Chyba każda z nas zna takie tłumaczenia, prawda? Początkowo dawałam temu wiarę i liczyłam, że nadejdą lepsze czasy. Ale potem mąż przestał przepraszać, a zaczął się oburzać, że śmiem mu wypominać życie towarzyskie. A przecież nie miałam nic przeciwko samym wyjściom, tylko temu, co wtedy robił. A pił jak smok.

Sytuacja stawała się coraz gorsza. Nie mam ochoty wdawać się w szczegóły tego, co się wtedy wydarzyło. Mówiąc krótko – było kiepsko. W rezultacie wylali go z firmy z hukiem, gdy przez cztery tygodnie w ogóle nie pojawiał się w pracy, bo ciągnął pijacki maraton. Sama nie wiem, czemu wciąż łudziłam się, że kiedyś nadejdzie dzień, gdy los się odmieni… Nic bardziej mylnego.
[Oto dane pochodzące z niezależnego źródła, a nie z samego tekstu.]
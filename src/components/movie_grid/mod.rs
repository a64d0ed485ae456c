// Copyright (C) 2026  Caprica Software Limited
//
// This program is free software: you can redistribute it and/or modify
// it under the terms of the GNU General Public License as published by
// the Free Software Foundation, either version 3 of the License, or
// (at your option) any later version.
//
// This program is distributed in the hope that it will be useful,
// but WITHOUT ANY WARRANTY; without even the implied warranty of
// MERCHANTABILITY or FITNESS FOR A PARTICULAR PURPOSE.  See the
// GNU General Public License for more details.
//
// You should have received a copy of the GNU General Public License
// along with this program.  If not, see <https://www.gnu.org/licenses/>.

//! Movie card grid and cursor management.
//!
//! This module provides a grid of movie cards. It separates the persistent
//! state ([`MovieGridState`], the cursor and scroll position) from the
//! transient widget ([`MovieGrid`]) that borrows the movies to draw.
//!
//! The grid's column count depends on the width it was last drawn at, so
//! vertical movement uses the layout from the most recent frame.

mod event;
mod render;

use crate::model::Movie;

pub(crate) const CARD_HEIGHT: u16 = 4;
pub(crate) const MIN_CARD_WIDTH: u16 = 24;

#[derive(Debug)]
pub(crate) struct MovieGridState {
    cursor: usize,
    offset_row: usize,
    columns: usize,
    visible_rows: usize,
}

impl MovieGridState {
    pub(crate) fn new() -> Self {
        Self {
            cursor: 0,
            offset_row: 0,
            columns: 1,
            visible_rows: 1,
        }
    }

    pub(crate) fn as_widget<'a>(&'a mut self, movies: &'a [Movie]) -> MovieGrid<'a> {
        MovieGrid {
            movies,
            state: self,
        }
    }

    pub(crate) fn cursor(&self) -> usize {
        self.cursor
    }

    pub(crate) fn reset(&mut self) {
        self.cursor = 0;
        self.offset_row = 0;
    }

    fn set_layout(&mut self, columns: usize, visible_rows: usize) {
        self.columns = columns.max(1);
        self.visible_rows = visible_rows.max(1);
    }

    fn clamp(&mut self, len: usize) {
        self.cursor = self.cursor.min(len.saturating_sub(1));
    }

    fn goto_next(&mut self, len: usize) {
        if len == 0 {
            return;
        }
        self.cursor = if self.cursor + 1 >= len { 0 } else { self.cursor + 1 };
    }

    fn goto_previous(&mut self, len: usize) {
        if len == 0 {
            return;
        }
        self.cursor = if self.cursor == 0 { len - 1 } else { self.cursor - 1 };
    }

    fn goto_row_below(&mut self, len: usize) {
        let target = self.cursor + self.columns;
        if target < len {
            self.cursor = target;
        }
    }

    fn goto_row_above(&mut self) {
        if self.cursor >= self.columns {
            self.cursor -= self.columns;
        }
    }

    fn goto_page_forward(&mut self, len: usize) {
        if len == 0 {
            return;
        }
        let step = self.columns * self.visible_rows;
        self.cursor = (self.cursor + step).min(len - 1);
    }

    fn goto_page_back(&mut self) {
        let step = self.columns * self.visible_rows;
        self.cursor = self.cursor.saturating_sub(step);
    }

    /// Scroll so the row holding the cursor is on screen.
    fn scroll_to_cursor(&mut self) {
        let row = self.cursor / self.columns;
        if row < self.offset_row {
            self.offset_row = row;
        } else if row >= self.offset_row + self.visible_rows {
            self.offset_row = row + 1 - self.visible_rows;
        }
    }
}

pub(crate) struct MovieGrid<'a> {
    movies: &'a [Movie],
    state: &'a mut MovieGridState,
}

impl MovieGrid<'_> {
    pub(crate) fn selected(&self) -> Option<&Movie> {
        self.movies.get(self.state.cursor)
    }
}

#[cfg(test)]
mod tests {
    use super::*;

    fn grid(columns: usize, rows: usize) -> MovieGridState {
        let mut state = MovieGridState::new();
        state.set_layout(columns, rows);
        state
    }

    #[test]
    fn next_and_previous_wrap_around() {
        let mut state = grid(3, 2);

        state.goto_previous(5);
        assert_eq!(state.cursor(), 4);

        state.goto_next(5);
        assert_eq!(state.cursor(), 0);
    }

    #[test]
    fn vertical_moves_stay_inside_the_list() {
        let mut state = grid(3, 2);

        state.goto_row_below(5);
        assert_eq!(state.cursor(), 3);

        // Nothing below index 4 in a five card list
        state.goto_next(5);
        state.goto_row_below(5);
        assert_eq!(state.cursor(), 4);

        state.goto_row_above();
        assert_eq!(state.cursor(), 1);
        state.goto_row_above();
        assert_eq!(state.cursor(), 1);
    }

    #[test]
    fn paging_moves_by_a_screenful_and_clamps() {
        let mut state = grid(2, 3);

        state.goto_page_forward(20);
        assert_eq!(state.cursor(), 6);

        state.goto_page_forward(8);
        assert_eq!(state.cursor(), 7);

        state.goto_page_back();
        assert_eq!(state.cursor(), 1);
        state.goto_page_back();
        assert_eq!(state.cursor(), 0);
    }

    #[test]
    fn scrolling_follows_the_cursor() {
        let mut state = grid(2, 2);

        state.cursor = 9;
        state.scroll_to_cursor();
        assert_eq!(state.offset_row, 3);

        state.cursor = 2;
        state.scroll_to_cursor();
        assert_eq!(state.offset_row, 1);
    }

    #[test]
    fn empty_list_keeps_cursor_at_zero() {
        let mut state = grid(4, 4);

        state.goto_next(0);
        state.goto_previous(0);
        state.goto_page_forward(0);
        state.goto_row_below(0);
        state.clamp(0);

        assert_eq!(state.cursor(), 0);
    }

    #[test]
    fn selected_movie_follows_cursor() {
        let movies = vec![Movie::new(1, "Inception"), Movie::new(2, "Interstellar")];
        let mut state = grid(2, 1);
        state.goto_next(movies.len());

        let widget = state.as_widget(&movies);

        assert_eq!(widget.selected().map(|m| m.id), Some(2));
    }
}
// Copyright (C) 2026  Caprica Software Limited
//
// This program is free software: you can redistribute it and/or modify
// it under the terms of the GNU General Public License as published by
// the Free Software Foundation, either version 3 of the License, or
// (at your option) any later version.
//
// This program is distributed in the hope that it will be useful,
// but WITHOUT ANY WARRANTY; without even the implied warranty of
// MERCHANTABILITY or FITNESS FOR A PARTICULAR PURPOSE.  See the
// GNU General Public License for more details.
//
// You should have received a copy of the GNU General Public License
// along with this program.  If not, see <https://www.gnu.org/licenses/>.

//! Remote movie catalog access.
//!
//! The application only ever asks two questions of the catalog: which movies
//! are popular right now, and which movies match a title. Both are read-only
//! and are answered in full or not at all.
//!
//! Catalog calls block the calling thread, so they are only ever made from
//! the background task worker (see [`crate::tasks`]).

mod tmdb;

pub(crate) use tmdb::TmdbClient;

use thiserror::Error;

use crate::model::Movie;

#[derive(Debug, Error, Clone, PartialEq, Eq)]
pub(crate) enum CatalogError {
    #[error("network error: {0}")]
    Network(String),

    #[error("catalog service error{}: {message}", status_suffix(.status))]
    Service {
        status: Option<u16>,
        message: String,
    },
}

impl CatalogError {
    pub(crate) fn service(message: impl Into<String>) -> Self {
        Self::Service {
            status: None,
            message: message.into(),
        }
    }
}

fn status_suffix(status: &Option<u16>) -> String {
    match status {
        Some(code) => format!(" (HTTP {code})"),
        None => String::new(),
    }
}

pub(crate) trait MovieCatalog: Send {
    /// Fetch the current list of popular movies.
    fn popular(&self) -> Result<Vec<Movie>, CatalogError>;

    /// Fetch the movies whose titles match `query`.
    ///
    /// No matches is an empty list, not an error.
    fn search(&self, query: &str) -> Result<Vec<Movie>, CatalogError>;
}

#[cfg(test)]
mod tests {
    use super::*;

    #[test]
    fn service_error_message_includes_status_when_known() {
        let err = CatalogError::Service {
            status: Some(401),
            message: "Invalid API key".to_string(),
        };
        assert_eq!(
            err.to_string(),
            "catalog service error (HTTP 401): Invalid API key"
        );

        let err = CatalogError::service("request abandoned");
        assert_eq!(err.to_string(), "catalog service error: request abandoned");
    }
}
Pewnej nocy mój mąż nie pojawił się w mieszkaniu. Kolejnego poranka odnaleziono go śmietniku, w którym zasnął i zmarł z wychłodzenia. Jego strata była dla mnie ogromnym ciosem, tym bardziej że właśnie byłam w pierwszym trymestrze ciąży. Planowaliśmy to dziecko.

Pomogli mi rodzice

Zdaję sobie sprawę, że zachowałam się jak kretynka, ale podobnie jak mnóstwo kobiet przede mną i po mnie naiwnie wierzyłam, że pojawienie się dziecka wpłynie na niego pozytywnie i podejmie terapię. Kiedy tylko znajdzie się przyczyna, dla której będzie chciał rzucić picie, to na pewno to zrobi.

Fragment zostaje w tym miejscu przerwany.